E se invece ci fermassimo per un attimo ad ascoltarlo quel vuoto?
Se trovassimo la forza di abbandonare ogni ruolo o status sociale, se provassimo per un momento ad immaginare chi saremmo senza quell’habitus al quale siamo aggrappati (o legati, magari inconsciamente)?
Se lasciassimo andare tutta quella ‘materia’ alla quale ci attacchiamo con forza, che sia una casa, un figlio, una figlia, una madre o un padre, un partner o una persona cara, un’auto, un lavoro, (basta pensare a qualsiasi cosa che abbiamo paura di perdere), se solo ci provassimo, come ci sentiremmo? Ci sentiremmo ancora validi, visti, riconosciuti, amati?
Quella è la verità che non vogliamo vedere e che ci fa più paura, quella è la verità dalla quale fuggiamo e che, perciò, più ci perseguita!
La paura della morte!
Ma quella è la paura dell’ego, non dello Spirito!
E fin quando saremo attaccati all’ego, avremo sempre paura della morte, della perdita, della fine.
Perché un ego senza ruolo non è nessuno e, perciò, è come se morisse!
Una madre senza figlio non si sente una madre… un figlio senza padre si sente abbandonato… un dipendente senza lavoro o licenziato in tronco potrà cadere in depressione…
Ciò accade perché abbiamo fatto troppo affidamento su qualcosa o qualcuno, arrivando ad identificarci quasi totalmente solo con la nostra personalità e vita sociale.
E proprio questa forte identificazione ci impedisce di incontrare il vuoto e ce lo fa temere…
Ma la minaccia della morte appartiene solo all’ego, alla personalità, alla parte di noi che si è identificata con un ruolo.
Di cosa, infatti, abbiamo paura?

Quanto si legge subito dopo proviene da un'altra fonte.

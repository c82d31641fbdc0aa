use std::collections::BTreeMap;

use serde::{Deserialize, Serialize};

use crate::color::Color;

const FALLBACK_FONT_SIZE: f32 = 16.0;

/// Named colours, font sizes, spacings and corner radii a module draws with.
///
/// Lookups never fail. A colour the theme leaves out falls back to its
/// `text` colour, a font size to its `medium` size, and spacings and radii
/// to zero.
#[derive(Clone, Debug, PartialEq, Serialize, Deserialize)]
pub struct Theme {
    id: String,
    name: String,
    colors: BTreeMap<String, Color>,
    font_sizes: BTreeMap<String, f32>,
    spacings: BTreeMap<String, f32>,
    radii: BTreeMap<String, f32>,
}

impl Default for Theme {
    fn default() -> Self {
        Self::dark()
    }
}

impl Theme {
    /// An empty theme; fill it with the `with_*` builders.
    pub fn new(id: impl Into<String>, name: impl Into<String>) -> Self {
        Self {
            id: id.into(),
            name: name.into(),
            colors: BTreeMap::new(),
            font_sizes: BTreeMap::new(),
            spacings: BTreeMap::new(),
            radii: BTreeMap::new(),
        }
    }

    pub fn dark() -> Self {
        Self::new("dark", "Dark Theme")
            .with_colors([
                ("background", Color::rgb(15, 18, 28)),
                ("card", Color::rgb(25, 30, 45)),
                ("surface", Color::rgb(35, 40, 55)),
                ("border", Color::rgb(60, 70, 90)),
                ("text", Color::rgb(230, 235, 245)),
                ("text_secondary", Color::rgb(180, 185, 200)),
                ("text_disabled", Color::rgb(120, 125, 140)),
                ("primary", Color::rgb(75, 120, 210)),
                ("primary_hover", Color::rgb(90, 140, 230)),
                ("primary_active", Color::rgb(60, 100, 190)),
                ("secondary", Color::rgb(70, 80, 100)),
                ("accent", Color::rgb(255, 140, 0)),
                ("success", Color::rgb(70, 200, 120)),
                ("error", Color::rgb(240, 80, 80)),
                ("warning", Color::rgb(255, 190, 50)),
                ("info", Color::rgb(70, 145, 240)),
            ])
            .with_standard_metrics()
    }

    pub fn light() -> Self {
        Self::new("light", "Light Theme")
            .with_colors([
                ("background", Color::rgb(245, 248, 250)),
                ("card", Color::rgb(255, 255, 255)),
                ("surface", Color::rgb(240, 242, 245)),
                ("border", Color::rgb(200, 210, 220)),
                ("text", Color::rgb(30, 40, 50)),
                ("text_secondary", Color::rgb(80, 90, 100)),
                ("text_disabled", Color::rgb(150, 160, 170)),
                ("primary", Color::rgb(60, 120, 210)),
                ("primary_hover", Color::rgb(80, 140, 230)),
                ("primary_active", Color::rgb(40, 100, 190)),
                ("secondary", Color::rgb(100, 110, 130)),
                ("accent", Color::rgb(245, 130, 0)),
                ("success", Color::rgb(50, 180, 100)),
                ("error", Color::rgb(220, 60, 60)),
                ("warning", Color::rgb(245, 180, 40)),
                ("info", Color::rgb(60, 130, 220)),
            ])
            .with_standard_metrics()
    }

    /// Looks up a built-in theme by id.
    pub fn preset(id: &str) -> Option<Self> {
        match id {
            "dark" => Some(Self::dark()),
            "light" => Some(Self::light()),
            _ => None,
        }
    }

    fn with_standard_metrics(mut self) -> Self {
        for (name, size) in [("small", 14.0), ("medium", 18.0), ("large", 24.0), ("xlarge", 32.0)] {
            self = self.with_font_size(name, size);
        }
        for (name, spacing) in [("small", 8.0), ("medium", 16.0), ("large", 24.0), ("xlarge", 32.0)] {
            self = self.with_spacing(name, spacing);
        }
        for (name, radius) in [("small", 4.0), ("medium", 8.0), ("large", 12.0)] {
            self = self.with_radius(name, radius);
        }
        self
    }

    fn with_colors<'a>(mut self, colors: impl IntoIterator<Item = (&'a str, Color)>) -> Self {
        self.colors
            .extend(colors.into_iter().map(|(name, color)| (name.to_owned(), color)));
        self
    }

    pub fn with_color(mut self, name: impl Into<String>, color: Color) -> Self {
        self.colors.insert(name.into(), color);
        self
    }

    pub fn with_font_size(mut self, name: impl Into<String>, size: f32) -> Self {
        self.font_sizes.insert(name.into(), size);
        self
    }

    pub fn with_spacing(mut self, name: impl Into<String>, spacing: f32) -> Self {
        self.spacings.insert(name.into(), spacing);
        self
    }

    pub fn with_radius(mut self, name: impl Into<String>, radius: f32) -> Self {
        self.radii.insert(name.into(), radius);
        self
    }

    pub fn id(&self) -> &str {
        &self.id
    }

    pub fn name(&self) -> &str {
        &self.name
    }

    pub fn color(&self, name: &str) -> Color {
        self.colors
            .get(name)
            .or_else(|| self.colors.get("text"))
            .copied()
            .unwrap_or(Color::WHITE)
    }

    pub fn font_size(&self, name: &str) -> f32 {
        self.font_sizes
            .get(name)
            .or_else(|| self.font_sizes.get("medium"))
            .copied()
            .unwrap_or(FALLBACK_FONT_SIZE)
    }

    pub fn spacing(&self, name: &str) -> f32 {
        self.spacings.get(name).copied().unwrap_or(0.0)
    }

    pub fn radius(&self, name: &str) -> f32 {
        self.radii.get(name).copied().unwrap_or(0.0)
    }

    /// True when the background is darker than mid grey.
    pub fn is_dark(&self) -> bool {
        self.color("background").luma() < 128
    }
}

Che tutto finisca?
Finirà, inutile negarlo, tutto finisce, nulla rimane per sempre, ma nulla può morire per lo Spirito (che siamo) perché tutto è interconnesso.
Noi siamo collegati con tutto ciò che ci circonda e mentre una parte del tutto sembra morire, un’altra sta per nascere e noi facciamo parte di entrambe i processi.
Mentre pensiamo di morire, in realtà stiamo rinascendo, ci stiamo solo trasformando, anche se spesso non riusciamo a cogliere questa realtà.
“Se l’inverno dicesse che ha nel cuore la primavera, chi gli crederebbe?” (K.Gibran)
La paura della morte che ci assale è, dunque, la paura di un Ego che si è fin troppo attaccato a qualcosa o qualcuno, di un Ego che vorrebbe che le cose non cambiassero mai e rimanessero per sempre, di un ego separato dal tutto e che vede, perciò, solo se stesso.
Perciò è quella la paura che dovremmo osservare, chiedendoci onestamente: ma è questo ciò che vogliamo? Vogliamo vivere sempre con questa paura di morire o di perdere? Vogliamo continuare a vivere sentendoci soli e abbandonati?
Se la nostra risposta è NO, allora dobbiamo osservarci con determinazione ed assoluta onestà e constatare quanto siamo stati NOI ad aver abbandonato lo Spirito (che siamo) nel momento in cui ci siamo identificati SOLO con il nostro Ego.
Ed è in quel momento che è nata la PAURA DI MORIRE, che non è altro che PAURA DI VIVERE!
Paura di Vivere, cioè, di vivere pienamente ed in connessione con il Tutto, che è solo Vita, mentre l’Ego, isolandoci dal Tutto, è solo morte e separazione, solitudine e vuoto.
Ma proviamo per un attimo a togliere importanza a noi stessi come singoli individui e singole anime, provando a connetterci con tutto quello che ci circonda, sentendo profondamente che ne facciamo parte, come se fossimo un piccolo frammento di un enorme ed interminabile mosaico o una piccola foglia di un’immensa quercia.
Cosa succederebbe a tutto quel mosaico se un solo pezzetto cadesse e si frantumasse? Cosa accadrebbe a quella quercia se cadesse solo una foglia? Nulla! Entrambi continuerebbero a vivere e ad esistere.
Il mosaico rimane un mosaico, avrebbe solo cambiato forma o colore, ma rimane tale.
Così sarebbe per la quercia.
Entrambi si sono trasformati perché la vita stessa è continua trasformazione. Se le cose non si trasformano e non cambiano, allora sì che sono morte!
Per vivere ogni cosa deve continuare a trasformarsi e noi siamo solo una parte del processo di tale trasformazione, noi siamo quell’unica piccola cosa che solo apparentemente muore, ma continua a far parte del Tutto che si trasforma.
Siamo solo Vita!
Siamo come quel pezzettino di mosaico o come la foglia, che senza il mosaico e la quercia non sono nulla, non esistono. Noi facciamo parte del Mosaico e della Quercia e continuiamo a vivere nel Tutto, che si trasforma incessantemente perché è Vita.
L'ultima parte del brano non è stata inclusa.